5.MISIR YEMEK: Közde ayrı güzel, haşlanmışı ayrı! Mısırı sevenler genelde kestaneyi de sever. Sütlü mısırın salatalara konan, GDO bombardımanı plastik gıdalarla da alakası yoktur. Sıcaklarda muhtemelen yanına yaklaşamadınız, hazır güneş insafa gelmişken son bir sütlü mısır keyfi yapın.
6.Akşam yemeğinde dondurma yemek: Kışın da dondurma yiyoruz ama bu da mangal keyfi gibi. Yazın yapılınca daha zevkli oluyor! Zaten havalar yemek pişirmek için fazla sıcak, üzerinizde de yaz tembelliği var. Sakızlı, meyvelı dondurmayla bir öğünü geçirin. Yalnız ertesi günü tüm öğünleri hafif geçirmenizde fayda var. Zira hala son bir tur mayoyla salınmayı planlıyorsunuz.
7.Sabun köpüğü kitaplar okumak: İster bilumum vampir-ejderha temalı kitapları seçin, ister modayı seven, eğitimli şehirli kadının başarı ve aşka doğru giden maceralarını... Bu kitaplar en çok yazın hafifliğiyle gidiyor. Benim zamanımda Umberto Eco’nun ‘Faucoult Sarkacı’nı ıssız bir plajda okumaya çalışmışlığım vardır, arkadaşlarımın hâlâ dilinde, aynı gaflete düşmeyin!

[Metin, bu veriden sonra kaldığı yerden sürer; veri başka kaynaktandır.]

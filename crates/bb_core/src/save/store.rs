//! Save store boundary.
//!
//! Storage engines implement [`SaveStore`]. Every mutating call is
//! idempotent under retry: `create_save` dedupes on the header session
//! token, `append_events` skips seqs it already holds, and stale progress
//! patches are ignored.

use std::collections::BTreeMap;

use chrono::Utc;
use tracing::debug;

use super::error::SaveError;
use super::format::{GameEvent, ProgressPatch, SaveDoc, SaveHeader, SaveId, SaveSummary};

pub trait SaveStore {
    /// Create a save, or return the id already created for this header's
    /// session token.
    fn create_save(&mut self, header: SaveHeader) -> Result<SaveId, SaveError>;

    /// Append in seq order. Returns the number of new events stored.
    fn append_events(&mut self, id: &SaveId, events: &[GameEvent]) -> Result<usize, SaveError>;

    fn update_progress(
        &mut self,
        id: &SaveId,
        pitch_key: u64,
        patch: ProgressPatch,
    ) -> Result<(), SaveError>;

    fn load(&self, id: &SaveId) -> Result<SaveDoc, SaveError>;

    /// Most recently updated first.
    fn list_saves(&self) -> Result<Vec<SaveSummary>, SaveError>;

    fn delete_save(&mut self, id: &SaveId) -> Result<(), SaveError>;

    /// Drop events with seq greater than `after_seq`. Returns how many went.
    fn truncate_events(&mut self, id: &SaveId, after_seq: u64) -> Result<usize, SaveError>;

    /// Store a complete document under its own id (import path).
    fn insert_doc(&mut self, doc: SaveDoc) -> Result<SaveId, SaveError>;
}

pub(crate) fn sort_recent_first(summaries: &mut [SaveSummary]) {
    summaries.sort_by(|a, b| {
        (b.updated_at, b.revision, &b.id).cmp(&(a.updated_at, a.revision, &a.id))
    });
}

/// In-process store. Also the reference behavior for other engines.
#[derive(Debug, Default)]
pub struct MemoryStore {
    docs: BTreeMap<SaveId, SaveDoc>,
    clock: u64,
    fail_next: u32,
}

impl MemoryStore {
    pub fn new() -> Self {
        Self::default()
    }

    /// Make the next `n` mutating calls fail with `Unavailable`.
    pub fn fail_next(&mut self, n: u32) {
        self.fail_next = n;
    }

    pub fn len(&self) -> usize {
        self.docs.len()
    }

    pub fn is_empty(&self) -> bool {
        self.docs.is_empty()
    }

    fn check_available(&mut self) -> Result<(), SaveError> {
        if self.fail_next > 0 {
            self.fail_next -= 1;
            return Err(SaveError::Unavailable("memory store offline".to_string()));
        }
        Ok(())
    }

    fn doc_mut(&mut self, id: &SaveId) -> Result<&mut SaveDoc, SaveError> {
        self.clock += 1;
        let clock = self.clock;
        let doc = self.docs.get_mut(id).ok_or_else(|| SaveError::NotFound { id: id.clone() })?;
        doc.revision = clock;
        doc.updated_at = Utc::now();
        Ok(doc)
    }
}

impl SaveStore for MemoryStore {
    fn create_save(&mut self, header: SaveHeader) -> Result<SaveId, SaveError> {
        self.check_available()?;
        if let Some(existing) =
            self.docs.values().find(|d| d.header.session_token == header.session_token)
        {
            return Ok(existing.id.clone());
        }
        let id = SaveId::generate();
        self.clock += 1;
        let mut doc = SaveDoc::new(id.clone(), header);
        doc.revision = self.clock;
        self.docs.insert(id.clone(), doc);
        debug!(save_id = %id, "save created");
        Ok(id)
    }

    fn append_events(&mut self, id: &SaveId, events: &[GameEvent]) -> Result<usize, SaveError> {
        self.check_available()?;
        Ok(self.doc_mut(id)?.append(events))
    }

    fn update_progress(
        &mut self,
        id: &SaveId,
        pitch_key: u64,
        patch: ProgressPatch,
    ) -> Result<(), SaveError> {
        self.check_available()?;
        self.doc_mut(id)?.apply_progress(pitch_key, patch);
        Ok(())
    }

    fn load(&self, id: &SaveId) -> Result<SaveDoc, SaveError> {
        self.docs.get(id).cloned().ok_or_else(|| SaveError::NotFound { id: id.clone() })
    }

    fn list_saves(&self) -> Result<Vec<SaveSummary>, SaveError> {
        let mut summaries: Vec<SaveSummary> = self.docs.values().map(SaveDoc::summary).collect();
        sort_recent_first(&mut summaries);
        Ok(summaries)
    }

    fn delete_save(&mut self, id: &SaveId) -> Result<(), SaveError> {
        self.check_available()?;
        self.docs.remove(id).map(|_| ()).ok_or_else(|| SaveError::NotFound { id: id.clone() })
    }

    fn truncate_events(&mut self, id: &SaveId, after_seq: u64) -> Result<usize, SaveError> {
        self.check_available()?;
        Ok(self.doc_mut(id)?.truncate_after(after_seq))
    }

    fn insert_doc(&mut self, mut doc: SaveDoc) -> Result<SaveId, SaveError> {
        self.check_available()?;
        doc.validate()?;
        self.clock += 1;
        doc.revision = self.clock;
        let id = doc.id.clone();
        self.docs.insert(id.clone(), doc);
        Ok(id)
    }
}
//! Seeded PRNG
//!
//! Every random decision in a game is drawn from one [`SeededRng`]. The
//! generator is ChaCha8 seeded with `seed_from_u64`, so two instances built
//! from the same seed produce the same draw sequence forever, and the
//! position inside that sequence (`word_pos`) is enough to resume it.
//!
//! Bounded draws use a multiply-shift reduction instead of `gen_range` so
//! the mapping from raw words to outcomes cannot drift with `rand` releases.

mod seed;

pub use seed::{Seed, SeedError};

use rand::{RngCore, SeedableRng};
use rand_chacha::ChaCha8Rng;
use serde::{Deserialize, Serialize};

/// Serializable generator position.
///
/// `word_pos` is stored as a decimal string so the value survives formats
/// without native 128-bit integers.
#[derive(Debug, Clone, Copy, PartialEq, Eq, Serialize, Deserialize)]
pub struct RngState {
    pub seed: u64,
    #[serde(with = "word_pos_text")]
    pub word_pos: u128,
}

/// Deterministic generator owned by a game session.
#[derive(Debug, Clone)]
pub struct SeededRng {
    seed: u64,
    rng: ChaCha8Rng,
}

impl SeededRng {
    pub fn new(seed: u64) -> Self {
        Self { seed, rng: ChaCha8Rng::seed_from_u64(seed) }
    }

    pub fn from_seed(seed: &Seed) -> Self {
        Self::new(seed.value())
    }

    pub fn seed(&self) -> u64 {
        self.seed
    }

    /// Raw draw in `[0, 2^32)`.
    pub fn draw(&mut self) -> u32 {
        self.rng.next_u32()
    }

    /// Draw in `[0, bound)`. `bound` must be non-zero.
    pub fn draw_below(&mut self, bound: u32) -> u32 {
        debug_assert!(bound > 0, "draw_below bound must be positive");
        ((self.draw() as u64 * bound as u64) >> 32) as u32
    }

    pub fn state(&self) -> RngState {
        RngState { seed: self.seed, word_pos: self.rng.get_word_pos() }
    }

    pub fn restore(&mut self, state: RngState) {
        self.seed = state.seed;
        self.rng = ChaCha8Rng::seed_from_u64(state.seed);
        self.rng.set_word_pos(state.word_pos);
    }

    pub fn from_state(state: RngState) -> Self {
        let mut rng = Self::new(state.seed);
        rng.restore(state);
        rng
    }
}

mod word_pos_text {
    use serde::{Deserialize, Deserializer, Serializer};

    pub fn serialize<S: Serializer>(value: &u128, serializer: S) -> Result<S::Ok, S::Error> {
        serializer.serialize_str(&value.to_string())
    }

    pub fn deserialize<'de, D: Deserializer<'de>>(deserializer: D) -> Result<u128, D::Error> {
        let text = String::deserialize(deserializer)?;
        text.parse::<u128>().map_err(serde::de::Error::custom)
    }
}
//! Reducer actions.
//!
//! `GameAction` is a closed sum type; `ActionKind` is its fieldless tag.
//! Only kinds on the [`PERSISTED_KINDS`] allow-list are written to the save
//! log. Administrative actions still apply to live state.

use serde::{Deserialize, Serialize};

use super::decision::Decision;
use super::state::GameState;
use crate::models::{
    Base, BuntOutcome, HitType, OnePitchModifier, OutKind, PitchType, Strategy, TeamInfo,
};

#[derive(Debug, Clone, PartialEq, Serialize, Deserialize)]
#[serde(tag = "type", content = "payload", rename_all = "snake_case")]
pub enum GameAction {
    Strike { swinging: bool, pitch: PitchType },
    Foul { pitch: PitchType },
    /// Taken ball.
    Wait { pitch: PitchType },
    Hit { hit: HitType, pitch: PitchType },
    BattedOut { out: OutKind, pitch: PitchType },
    StealAttempt { base: Base, successful: bool },
    BuntAttempt { outcome: BuntOutcome },
    IntentionalWalk,
    SetPendingDecision(Decision),
    SkipDecision,
    SetOnePitchModifier(OnePitchModifier),
    SetPinchHitterStrategy(Strategy),
    SetDefensiveShift(bool),
    SetTeams { away: TeamInfo, home: TeamInfo },
    Reset,
    RestoreGame(Box<GameState>),
}

#[derive(Debug, Clone, Copy, PartialEq, Eq, Hash, Serialize, Deserialize)]
#[serde(rename_all = "snake_case")]
pub enum ActionKind {
    Strike,
    Foul,
    Wait,
    Hit,
    BattedOut,
    StealAttempt,
    BuntAttempt,
    IntentionalWalk,
    SetPendingDecision,
    SkipDecision,
    SetOnePitchModifier,
    SetPinchHitterStrategy,
    SetDefensiveShift,
    SetTeams,
    Reset,
    RestoreGame,
}

/// Action kinds written to the event log.
pub const PERSISTED_KINDS: &[ActionKind] = &[
    ActionKind::Strike,
    ActionKind::Foul,
    ActionKind::Wait,
    ActionKind::Hit,
    ActionKind::BattedOut,
    ActionKind::StealAttempt,
    ActionKind::BuntAttempt,
    ActionKind::IntentionalWalk,
    ActionKind::SetPendingDecision,
    ActionKind::SkipDecision,
    ActionKind::SetOnePitchModifier,
    ActionKind::SetPinchHitterStrategy,
    ActionKind::SetDefensiveShift,
];

impl ActionKind {
    pub fn is_persisted(self) -> bool {
        PERSISTED_KINDS.contains(&self)
    }

    /// Pitch resolutions proper: rejected while a decision is pending.
    pub fn is_pitch(self) -> bool {
        matches!(
            self,
            ActionKind::Strike
                | ActionKind::Foul
                | ActionKind::Wait
                | ActionKind::Hit
                | ActionKind::BattedOut
        )
    }

    /// Kinds that tick the pitch key.
    pub fn advances_pitch(self) -> bool {
        self.is_pitch() || matches!(self, ActionKind::BuntAttempt | ActionKind::IntentionalWalk)
    }
}

impl GameAction {
    pub fn kind(&self) -> ActionKind {
        match self {
            GameAction::Strike { .. } => ActionKind::Strike,
            GameAction::Foul { .. } => ActionKind::Foul,
            GameAction::Wait { .. } => ActionKind::Wait,
            GameAction::Hit { .. } => ActionKind::Hit,
            GameAction::BattedOut { .. } => ActionKind::BattedOut,
            GameAction::StealAttempt { .. } => ActionKind::StealAttempt,
            GameAction::BuntAttempt { .. } => ActionKind::BuntAttempt,
            GameAction::IntentionalWalk => ActionKind::IntentionalWalk,
            GameAction::SetPendingDecision(_) => ActionKind::SetPendingDecision,
            GameAction::SkipDecision => ActionKind::SkipDecision,
            GameAction::SetOnePitchModifier(_) => ActionKind::SetOnePitchModifier,
            GameAction::SetPinchHitterStrategy(_) => ActionKind::SetPinchHitterStrategy,
            GameAction::SetDefensiveShift(_) => ActionKind::SetDefensiveShift,
            GameAction::SetTeams { .. } => ActionKind::SetTeams,
            GameAction::Reset => ActionKind::Reset,
            GameAction::RestoreGame(_) => ActionKind::RestoreGame,
        }
    }

    pub fn is_persisted(&self) -> bool {
        self.kind().is_persisted()
    }

    pub fn advances_pitch(&self) -> bool {
        self.kind().advances_pitch()
    }
}
//! Plain data types shared by the engine, persistence and stats layers.

pub mod play;
pub mod team;

pub use play::{
    Base, BuntOutcome, HitType, OnePitchModifier, OutKind, OutLogEntry, PitchType, PlayKind,
    PlayLogEntry, Strategy,
};
pub use team::{GameSetup, Half, ManagerSettings, TeamInfo, TeamSide};

/// Number of batting-order slots per lineup.
pub const LINEUP_SLOTS: usize = 9;

/// First inning in which a game may end at a half-inning boundary.
pub const REGULATION_INNINGS: u8 = 9;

8.Yaz meyveleriyle vedalaşmak: Becerikli ev hanımları domatesleri küp küp kesip dondurucuya çoktan attı bile. Yolu Bodrum’a düşenler de ekşi kokulu lime’ları aynen stokluyor. Dondurucudan çıkınca keyfi kaçacak, yaz boyu tadının çıkarılması gereken bir şey varsa o da yaz meyveları. Şeftali, erik, kayısı, kiraz, dut. Meyve sevmemek için hiç bahaneniz yok.